The fact that I haven’t written a proposal doesn’t mean I don’t understand how the existing system works. And I’m not trying to fix it — a system like NXIP/NRC simply doesn’t exist today. The specs site is a documentation site. NXIP, NRC, and specs can and should coexist, they serve different purposes.
So every wallet needs to implement the same features as every other wallet? There’s no room for differences? I’m building features that the community has been requesting in Discord and Telegram — features that make sense for a wallet. Should I block community requests just because Wally does things differently?
And what if Wally’s approach isn’t the best one? Should every wallet repeat the same patterns without question?

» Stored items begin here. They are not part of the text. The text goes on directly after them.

//! Discovery and ordering of export pages.
//!
//! An export directory holds `messages.html` plus continuation pages
//! `messages2.html`, `messages3.html`, ... Lexical order would put
//! `messages10.html` before `messages2.html`, so continuation pages are
//! sorted by a natural key that compares digit runs numerically. The base
//! page always comes first.
//!
//! # Example
//!
//! ```rust,no_run
//! use chatsift::export::order_export_files;
//! use std::path::Path;
//!
//! # fn main() -> chatsift::Result<()> {
//! for path in order_export_files(Path::new("ChatExport_2021-01-01"))? {
//!     println!("{}", path.display());
//! }
//! # Ok(())
//! # }
//! ```

use std::cmp::Ordering;
use std::fs;
use std::path::{Path, PathBuf};
use std::sync::LazyLock;

use regex::Regex;
use tracing::debug;

use crate::error::{ChatsiftError, Result};

/// File name of the base page.
pub const BASE_FILE_NAME: &str = "messages.html";

static PAGE_NAME: LazyLock<Regex> =
    LazyLock::new(|| Regex::new(r"^messages\d*\.html$").expect("page name pattern is valid"));

/// One page of an export, with its position in the assembled corpus.
#[derive(Debug, Clone, PartialEq, Eq)]
pub struct ExportFile {
    /// 0 for the base page, 1..N for continuation pages in order.
    pub index: usize,
    pub path: PathBuf,
}

/// A run of a file name: either text or a number.
#[derive(Debug, Clone, PartialEq, Eq)]
pub enum NameChunk {
    Text(String),
    Number(String),
}

impl NameChunk {
    fn digits(s: &str) -> &str {
        let trimmed = s.trim_start_matches('0');
        if trimmed.is_empty() { "0" } else { trimmed }
    }
}

impl Ord for NameChunk {
    fn cmp(&self, other: &Self) -> Ordering {
        match (self, other) {
            (NameChunk::Number(a), NameChunk::Number(b)) => {
                let (a, b) = (Self::digits(a), Self::digits(b));
                // Longer digit strings are larger numbers, no overflow.
                a.len().cmp(&b.len()).then_with(|| a.cmp(b))
            }
            (NameChunk::Text(a), NameChunk::Text(b)) => a.cmp(b),
            (NameChunk::Number(_), NameChunk::Text(_)) => Ordering::Less,
            (NameChunk::Text(_), NameChunk::Number(_)) => Ordering::Greater,
        }
    }
}

impl PartialOrd for NameChunk {
    fn partial_cmp(&self, other: &Self) -> Option<Ordering> {
        Some(self.cmp(other))
    }
}

/// Splits a file name into alternating text and digit runs.
///
/// ```
/// use chatsift::export::{natural_key, NameChunk};
///
/// assert_eq!(
///     natural_key("messages10.html"),
///     vec![
///         NameChunk::Text("messages".into()),
///         NameChunk::Number("10".into()),
///         NameChunk::Text(".html".into()),
///     ]
/// );
/// assert!(natural_key("messages2.html") < natural_key("messages10.html"));
/// ```
pub fn natural_key(name: &str) -> Vec<NameChunk> {
    let mut chunks = Vec::new();
    let mut current = String::new();
    let mut in_digits = false;

    for c in name.chars() {
        let is_digit = c.is_ascii_digit();
        if !current.is_empty() && is_digit != in_digits {
            chunks.push(make_chunk(std::mem::take(&mut current), in_digits));
        }
        in_digits = is_digit;
        current.push(c);
    }
    if !current.is_empty() {
        chunks.push(make_chunk(current, in_digits));
    }

    chunks
}

fn make_chunk(run: String, digits: bool) -> NameChunk {
    if digits {
        NameChunk::Number(run)
    } else {
        NameChunk::Text(run)
    }
}

/// Returns `true` if `name` looks like an export page (`messages<N>.html`).
pub fn is_page_name(name: &str) -> bool {
    PAGE_NAME.is_match(name)
}

/// Orders page file names: base page first, the rest by natural key.
///
/// # Errors
///
/// [`ChatsiftError::EmptyExport`] if `names` has no page names,
/// [`ChatsiftError::MissingBaseFile`] if pages exist but the base page does not.
pub fn order_page_names<S: AsRef<str>>(directory: &Path, names: &[S]) -> Result<Vec<String>> {
    let mut pages: Vec<&str> = names
        .iter()
        .map(AsRef::as_ref)
        .filter(|name| is_page_name(name))
        .collect();

    if pages.is_empty() {
        return Err(ChatsiftError::empty_export(directory));
    }

    let base_count = pages.len();
    pages.retain(|name| *name != BASE_FILE_NAME);
    if pages.len() == base_count {
        return Err(ChatsiftError::missing_base_file(directory));
    }

    pages.sort_by_cached_key(|name| natural_key(name));

    let mut ordered = Vec::with_capacity(pages.len() + 1);
    ordered.push(BASE_FILE_NAME.to_string());
    ordered.extend(pages.into_iter().map(ToString::to_string));
    Ok(ordered)
}

/// Lists `directory` and returns its export pages in corpus order.
///
/// # Errors
///
/// - [`ChatsiftError::ReadFile`] if the directory cannot be listed
/// - [`ChatsiftError::EmptyExport`] if it contains no `messages*.html`
/// - [`ChatsiftError::MissingBaseFile`] if `messages.html` is absent
pub fn order_export_files(directory: &Path) -> Result<Vec<PathBuf>> {
    let mut names = Vec::new();
    let read_error = |e: std::io::Error| ChatsiftError::read_file(directory, e);
    for entry in fs::read_dir(directory).map_err(read_error)? {
        let entry = entry.map_err(read_error)?;
        // Follows symlinks, so linked page files count.
        if !entry.path().is_file() {
            continue;
        }
        if let Some(name) = entry.file_name().to_str() {
            names.push(name.to_string());
        }
    }

    let ordered = order_page_names(directory, &names)?;
    debug!(
        directory = %directory.display(),
        pages = ordered.len(),
        "ordered export pages"
    );

    Ok(ordered
        .into_iter()
        .map(|name| directory.join(name))
        .collect())
}

/// Same ordering as [`order_export_files`], with sequence indices attached.
pub fn export_files(directory: &Path) -> Result<Vec<ExportFile>> {
    Ok(order_export_files(directory)?
        .into_iter()
        .enumerate()
        .map(|(index, path)| ExportFile { index, path })
        .collect())
}
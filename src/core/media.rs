//! Media-type classification by export directory prefix.
//!
//! The exporter stores attachments in fixed directories and message content
//! for an attachment is its relative link, e.g. `photos/photo_3@01-01-2021.jpg`.
//! The prefix table lives here so the naming can change without touching the
//! featurizer.

use std::fmt;

use serde::{Deserialize, Serialize};

/// Attachment kinds recognised from a message's link prefix.
#[derive(Debug, Clone, Copy, PartialEq, Eq, Hash, Serialize, Deserialize)]
#[serde(rename_all = "snake_case")]
pub enum MediaKind {
    Sticker,
    Image,
    Voice,
    Video,
    VideoMessage,
}

impl MediaKind {
    /// Every kind, in prefix-table order.
    pub const ALL: [MediaKind; 5] = [
        MediaKind::Sticker,
        MediaKind::Image,
        MediaKind::Voice,
        MediaKind::Video,
        MediaKind::VideoMessage,
    ];

    /// Export directory the attachment links start with.
    pub fn prefix(self) -> &'static str {
        match self {
            MediaKind::Sticker => "stickers",
            MediaKind::Image => "photos",
            MediaKind::Voice => "voice_messages",
            MediaKind::Video => "video_files",
            MediaKind::VideoMessage => "round_video_messages",
        }
    }

    /// Name of the feature column this kind sets.
    pub fn column(self) -> &'static str {
        match self {
            MediaKind::Sticker => "is_sticker",
            MediaKind::Image => "is_image",
            MediaKind::Voice => "is_voice",
            MediaKind::Video => "is_video",
            MediaKind::VideoMessage => "is_video_msg",
        }
    }

    /// Returns the kind whose prefix `message` starts with, or `None` for text.
    ///
    /// ```
    /// use chatsift::core::media::MediaKind;
    ///
    /// assert_eq!(MediaKind::classify("photos/p.jpg"), Some(MediaKind::Image));
    /// assert_eq!(MediaKind::classify("round_video_messages/v.mp4"), Some(MediaKind::VideoMessage));
    /// assert_eq!(MediaKind::classify("look at my photos"), None);
    /// ```
    pub fn classify(message: &str) -> Option<MediaKind> {
        Self::ALL
            .into_iter()
            .find(|kind| message.starts_with(kind.prefix()))
    }
}

impl fmt::Display for MediaKind {
    fn fmt(&self, f: &mut fmt::Formatter<'_>) -> fmt::Result {
        let name = match self {
            MediaKind::Sticker => "sticker",
            MediaKind::Image => "image",
            MediaKind::Voice => "voice",
            MediaKind::Video => "video",
            MediaKind::VideoMessage => "video message",
        };
        f.write_str(name)
    }
}
//! Assembly of a whole export into one raw table.
//!
//! Pages must be parsed in export order: a single [`PageParser`] is driven
//! over every file so that author continuity carries across page breaks.

use std::path::{Path, PathBuf};

use tracing::{info, warn};

use crate::config::CorpusConfig;
use crate::error::Result;
use crate::export::order_export_files;
use crate::parser::PageParser;
use crate::table::RawTable;

/// Parses the given pages in order into a `timestamp, author, message` table.
///
/// Returns the table and the chat name, if any page carried one.
///
/// # Errors
///
/// Stops at the first page that cannot be read, decoded or parsed; the
/// error names that page.
///
/// # Example
///
/// ```rust,no_run
/// use chatsift::config::CorpusConfig;
/// use chatsift::corpus::parse_corpus;
/// use chatsift::export::order_export_files;
/// use std::path::Path;
///
/// # fn main() -> chatsift::Result<()> {
/// let files = order_export_files(Path::new("ChatExport"))?;
/// let (table, chat_name) = parse_corpus(&files, &CorpusConfig::default())?;
/// println!("{:?}: {} rows", chat_name, table.len());
/// # Ok(())
/// # }
/// ```
pub fn parse_corpus<P: AsRef<Path>>(
    files: &[P],
    config: &CorpusConfig,
) -> Result<(RawTable, Option<String>)> {
    let mut parser = PageParser::with_config(config)?;

    for file in files {
        parser.parse_file(file.as_ref())?;
    }

    let (table, chat_name) = parser.into_table();
    if chat_name.is_none() && !files.is_empty() {
        warn!(pages = files.len(), "no page carried a chat name");
    }
    info!(
        pages = files.len(),
        records = table.len(),
        chat = chat_name.as_deref().unwrap_or("<unknown>"),
        "assembled corpus"
    );

    Ok((table, chat_name))
}

/// Orders the pages in `directory` and parses them.
pub fn parse_export_dir(
    directory: &Path,
    config: &CorpusConfig,
) -> Result<(RawTable, Option<String>)> {
    let files: Vec<PathBuf> = order_export_files(directory)?;
    parse_corpus(&files, config)
}

#[cfg(test)]
mod tests {
    use super::*;
    use std::fs;

    fn write_page(dir: &Path, name: &str, title: &str, body: &str) {
        let html = format!(
            r#"<html><body><div class="page_header"><div class="text bold">{title}</div></div>
<div class="history">{body}</div></body></html>"#
        );
        fs::write(dir.join(name), html).unwrap();
    }

    fn message(id: u32, from: Option<&str>, text: &str) -> String {
        let from = from
            .map(|f| format!(r#"<div class="from_name">{f}</div>"#))
            .unwrap_or_default();
        format!(
            r#"<div class="message default clearfix" id="message{id}"><div class="body">
<div class="pull_right date details" title="01.01.2021 10:{id:02}:00">10:00</div>{from}
<div class="text">{text}</div></div></div>"#
        )
    }

    #[test]
    fn test_parse_export_dir_in_natural_order() {
        let tmp = tempfile::tempdir().unwrap();
        write_page(tmp.path(), "messages.html", "Chat", &message(1, Some("Alice"), "p1"));
        write_page(tmp.path(), "messages2.html", "Chat", &message(2, None, "p2"));
        write_page(tmp.path(), "messages10.html", "Chat", &message(10, Some("Bob"), "p10"));
        write_page(tmp.path(), "messages3.html", "Chat", &message(3, None, "p3"));

        let (table, name) = parse_export_dir(tmp.path(), &CorpusConfig::default()).unwrap();
        assert_eq!(name.as_deref(), Some("Chat"));

        let rows: Vec<_> = table
            .iter()
            .map(|r| {
                (
                    r.author.as_deref().unwrap(),
                    r.message.as_deref().unwrap(),
                )
            })
            .collect();
        assert_eq!(
            rows,
            [
                ("Alice", "p1"),
                ("Alice", "p2"),
                ("Alice", "p3"),
                ("Bob", "p10")
            ]
        );
    }

    #[test]
    fn test_parse_corpus_unknown_encoding() {
        let files: [&Path; 0] = [];
        let err = parse_corpus(&files, &CorpusConfig::new().with_encoding("nope")).unwrap_err();
        assert!(err.is_encoding());
    }

    #[test]
    fn test_parse_corpus_empty_file_list() {
        let files: [&Path; 0] = [];
        let (table, name) = parse_corpus(&files, &CorpusConfig::default()).unwrap();
        assert!(table.is_empty());
        assert!(name.is_none());
    }

    #[test]
    fn test_parse_corpus_missing_file() {
        let tmp = tempfile::tempdir().unwrap();
        let files = [tmp.path().join("messages.html")];
        let err = parse_corpus(&files, &CorpusConfig::default()).unwrap_err();
        assert!(err.is_io());
    }

    #[test]
    fn test_parse_corpus_names_unreadable_page() {
        let tmp = tempfile::tempdir().unwrap();
        write_page(tmp.path(), "messages.html", "Chat", &message(1, Some("Alice"), "p1"));
        let files = [tmp.path().join("messages.html"), tmp.path().join("messages2.html")];

        let err = parse_corpus(&files, &CorpusConfig::default()).unwrap_err();
        assert!(err.is_io());
        assert!(err.to_string().contains("messages2.html"));
    }
}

Ironically, this is exactly the kind of problem that a proper NXIP/NRC process would solve — we’d have a shared, discussed standard before implementation, instead of discovering incompatibilities after the fact.
Nobody ever communicated such a request to me. If someone had asked me to pause a feature to discuss it, I would have. But that never happened. Assuming otherwise without checking with me directly is unfair.
Why retract? The specs site documents features after implementation with a technical focus. NXIP/NRC is about proposing and discussing features before implementation, with a proper review process. These are fundamentally different things. I can’t add something that doesn’t exist to a system that wasn’t designed for it.
How do you currently communicate to the ecosystem what’s been implemented and what hasn’t? How do apps signal “we support this standard but not that one”? There’s no mechanism for any of this today.
Let me give concrete examples. Tailstorm is already being worked on in the full node. The marketing team is promoting it. It requires a hard fork. Yet where is the Nexa-specific technical design? Where is the architecture document describing how Tailstorm is implemented in Nexa? Where should the community find information about this — from messages in Telegram?
Same with Falcon for post-quantum signatures. The algorithm itself has public documentation, but where are the Nexa-specific technical specs? How is Falcon integrated into Nexa’s transaction signing? What are the architectural decisions? These documents don’t exist.
We’ve accepted core protocol changes, yet there is no public place to find any information on the design decisions behind them. This is precisely the gap that NXIP/NRC would fill.
The specs site is a documentation site, not a proposal system. Using it as one doesn’t make it one.
I opened issues, which is a valid and standard way to contribute — especially when you’re working part-time with limited hours. For someone like you with deep knowledge of the C++ codebase and strong English, fixing a spec might take an hour. For me, it could take days. Opening an issue so the right person can address it efficiently is the responsible thing to do.
You yourself have opened issues on Rostrum rather than fixing them in Rust — for exactly the same reason. Dagur knows Rust better, so it’s more efficient for him to handle it. This is how teams work. You can’t expect everyone to “fix it yourself first” as a prerequisite for raising problems.
This is exactly the point. NXIPs/NRCs are written before implementation. Once they reach Final status, they don’t need ongoing maintenance — they’re a historical record of what was proposed, discussed, and decided. The specs site, on the other hand, is living documentation that needs frequent updates. These are two different things with two different maintenance models.
This proposal isn’t trying to replace the specs site. It’s trying to establish a proper framework for proposals before implementation — the same framework that virtually every other blockchain project uses. This benefits not just us as developers, but the entire community. When an NXIP is accepted, it can be announced publicly. The community can read, understand, and discuss upcoming changes before they go live. And once it’s Final, it serves as a permanent, clear reference.
The alternative is what we have today: important protocol decisions discussed privately, implemented without public review, and promoted to the community before anyone outside a small group has had a chance to weigh in.